La condition d’urgence doit être remplie lorsque le commissaire enquêteur émet un avis défavorable dans le cadre d’une enquête publique régie par les dispositions du code de l’expropriation pour cause d’utilité publique

Catégorie

Urbanisme et aménagement

Date

January 2025

Temps de lecture

3 minutes

CE 27 décembre 2024 Etablissement public foncier du Grand Est, req. n° 489079 : mentionné aux tables du recueil Lebon

Par une décision rendue le 27 décembre 2024, le Conseil d’Etat précise le champ d’application des dispositions combinées de l’article L. 554-12 du code de justice administrative et de l’article L. 123-6 du code de l’environnement.
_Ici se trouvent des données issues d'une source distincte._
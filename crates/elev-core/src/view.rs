//! Everything the presentation layer reads for one selection.

use serde::Serialize;

use elev_model::{DataContext, Selection, TableSet, YearId};
use elev_transform::{
    DashboardSummary, TrendPoint, bullying_trend, filter_tables, indicator_trend,
    main_indicator_trend, participation_trend, theme_trend,
};

/// Trend series of the subject school over every available year.
#[derive(Debug, Clone, Default, PartialEq, Serialize)]
pub struct Trends {
    pub main_indicators: Vec<TrendPoint>,
    pub indicators: Vec<TrendPoint>,
    pub themes: Vec<TrendPoint>,
    pub bullying: Vec<TrendPoint>,
    pub participation: Vec<TrendPoint>,
}

impl Trends {
    /// Trends read the unfiltered school tables; the selection does not
    /// apply to them.
    pub fn compute(school: &TableSet, years: &[YearId]) -> Self {
        Self {
            main_indicators: main_indicator_trend(&school.indikatorer, years),
            indicators: indicator_trend(&school.indikatorer, years),
            themes: theme_trend(&school.temaer, years),
            bullying: bullying_trend(&school.mobbing, years),
            participation: participation_trend(&school.deltakelse, years),
        }
    }
}

/// Filtered tables, score-card summary and trends.
#[derive(Debug, Clone, Default, PartialEq, Serialize)]
pub struct DashboardView {
    pub selection: Selection,
    pub school: TableSet,
    pub national: TableSet,
    pub comparison: Option<TableSet>,
    pub summary: DashboardSummary,
    pub trends: Trends,
}

impl DashboardView {
    pub fn compute(context: &DataContext, years: &[YearId], selection: &Selection) -> Self {
        let school = filter_tables(&context.school, selection);
        let national = filter_tables(&context.national, selection);
        let comparison = context
            .comparison
            .as_ref()
            .map(|tables| filter_tables(tables, selection));
        let summary = DashboardSummary::from_filtered(&school, &national, comparison.as_ref());

        Self {
            selection: *selection,
            trends: Trends::compute(&context.school, years),
            school,
            national,
            comparison,
            summary,
        }
    }
}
En l’espèce, par un arrêté du 12 avril 2023, le préfet de la Moselle a déclaré d’utilité publique le projet de constitution d’une réserve foncière au profit de l’établissement public foncier du Grand Est et a autorisé ce dernier à acquérir soit à l’amiable, soit par voie d’expropriation, dans le délai de cinq ans, les immeubles nécessaires à sa réalisation.

A ce titre, la société KROMINUS a introduit une action en référé suspension à l’encontre de l’arrêté préfectoral susvisé devant le juge des référés du Tribunal administratif de Strasbourg.
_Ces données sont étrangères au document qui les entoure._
use std::fmt;
use std::str::FromStr;

use serde::{Deserialize, Serialize};

use crate::{ModelError, YearId};

/// Grade level filter.
#[derive(Debug, Clone, Copy, PartialEq, Eq, Hash, Default, Serialize, Deserialize)]
pub enum Trinn {
    #[default]
    Alle,
    Vg1,
    Vg2,
    Vg3,
}

impl Trinn {
    /// Substring searched for in a row's `Trinnnavn`; `None` means no filter.
    pub const fn filter_token(self) -> Option<&'static str> {
        match self {
            Self::Alle => None,
            Self::Vg1 => Some("trinn 1"),
            Self::Vg2 => Some("trinn 2"),
            Self::Vg3 => Some("trinn 3"),
        }
    }

    pub const fn label(self) -> &'static str {
        match self {
            Self::Alle => "Alle",
            Self::Vg1 => "Vg1",
            Self::Vg2 => "Vg2",
            Self::Vg3 => "Vg3",
        }
    }
}

impl fmt::Display for Trinn {
    fn fmt(&self, f: &mut fmt::Formatter<'_>) -> fmt::Result {
        f.write_str(self.label())
    }
}

impl FromStr for Trinn {
    type Err = ModelError;

    fn from_str(s: &str) -> Result<Self, Self::Err> {
        match s.trim().to_lowercase().as_str() {
            "alle" => Ok(Self::Alle),
            "vg1" => Ok(Self::Vg1),
            "vg2" => Ok(Self::Vg2),
            "vg3" => Ok(Self::Vg3),
            _ => Err(ModelError::InvalidTrinn(s.to_string())),
        }
    }
}

/// Gender filter.
#[derive(Debug, Clone, Copy, PartialEq, Eq, Hash, Default, Serialize, Deserialize)]
pub enum Kjoenn {
    #[default]
    Alle,
    Gutt,
    Jente,
}

impl Kjoenn {
    /// Substring searched for in a row's `Kjoenn`; `None` means no filter.
    pub const fn filter_token(self) -> Option<&'static str> {
        match self {
            Self::Alle => None,
            Self::Gutt => Some("Gutt"),
            Self::Jente => Some("Jente"),
        }
    }

    pub const fn label(self) -> &'static str {
        match self {
            Self::Alle => "Alle",
            Self::Gutt => "Gutt",
            Self::Jente => "Jente",
        }
    }
}

impl fmt::Display for Kjoenn {
    fn fmt(&self, f: &mut fmt::Formatter<'_>) -> fmt::Result {
        f.write_str(self.label())
    }
}

impl FromStr for Kjoenn {
    type Err = ModelError;

    fn from_str(s: &str) -> Result<Self, Self::Err> {
        match s.trim().to_lowercase().as_str() {
            "alle" => Ok(Self::Alle),
            "gutt" => Ok(Self::Gutt),
            "jente" => Ok(Self::Jente),
            _ => Err(ModelError::InvalidKjoenn(s.to_string())),
        }
    }
}

/// Current filter selection.
///
/// `year == None` means no year filter; it only occurs before the first
/// load has resolved the available years.
#[derive(Debug, Clone, Copy, PartialEq, Eq, Hash, Default, Serialize, Deserialize)]
pub struct Selection {
    pub year: Option<YearId>,
    pub trinn: Trinn,
    pub kjoenn: Kjoenn,
}

impl Selection {
    #[must_use]
    pub fn with_year(mut self, year: Option<YearId>) -> Self {
        self.year = year;
        self
    }

    #[must_use]
    pub fn with_trinn(mut self, trinn: Trinn) -> Self {
        self.trinn = trinn;
        self
    }

    #[must_use]
    pub fn with_kjoenn(mut self, kjoenn: Kjoenn) -> Self {
        self.kjoenn = kjoenn;
        self
    }

    /// True when the selection keeps every row.
    pub fn is_identity(&self) -> bool {
        self.year.is_none() && self.trinn == Trinn::Alle && self.kjoenn == Kjoenn::Alle
    }
}

#[cfg(test)]
mod tests {
    use super::*;

    #[test]
    fn parses_case_insensitively() {
        assert_eq!("vg2".parse::<Trinn>(), Ok(Trinn::Vg2));
        assert_eq!("JENTE".parse::<Kjoenn>(), Ok(Kjoenn::Jente));
        assert!("Vg4".parse::<Trinn>().is_err());
    }

    #[test]
    fn default_selection_is_identity() {
        assert!(Selection::default().is_identity());
        assert!(
            !Selection::default()
                .with_year(Some(YearId::new(20232024)))
                .is_identity()
        );
    }
}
Pour rappel, l’article L. 521-1 du code de justice administrative permet au juge des référés de suspendre une décision administrative « lorsque l’urgence le justifie et qu’il est fait état d’un moyen propre à créer, en l’état de l’instruction, un doute sérieux quant à la légalité de la décision ».

Toutefois, il ressort de la combinaison de l’article L. 554-12 du code de justice administrative et de l’article L. 123-16 du code de l’environnement qu’une décision d’aménagement soumise à une enquête publique et ayant fait l’objet de conclusions défavorables par la commission d’enquête ou le commissaire enquêteur n’est quant à elle pas subordonnée à la condition d’urgence prévue au premier alinéa de l’article L. 521-1 du code de justice administrative.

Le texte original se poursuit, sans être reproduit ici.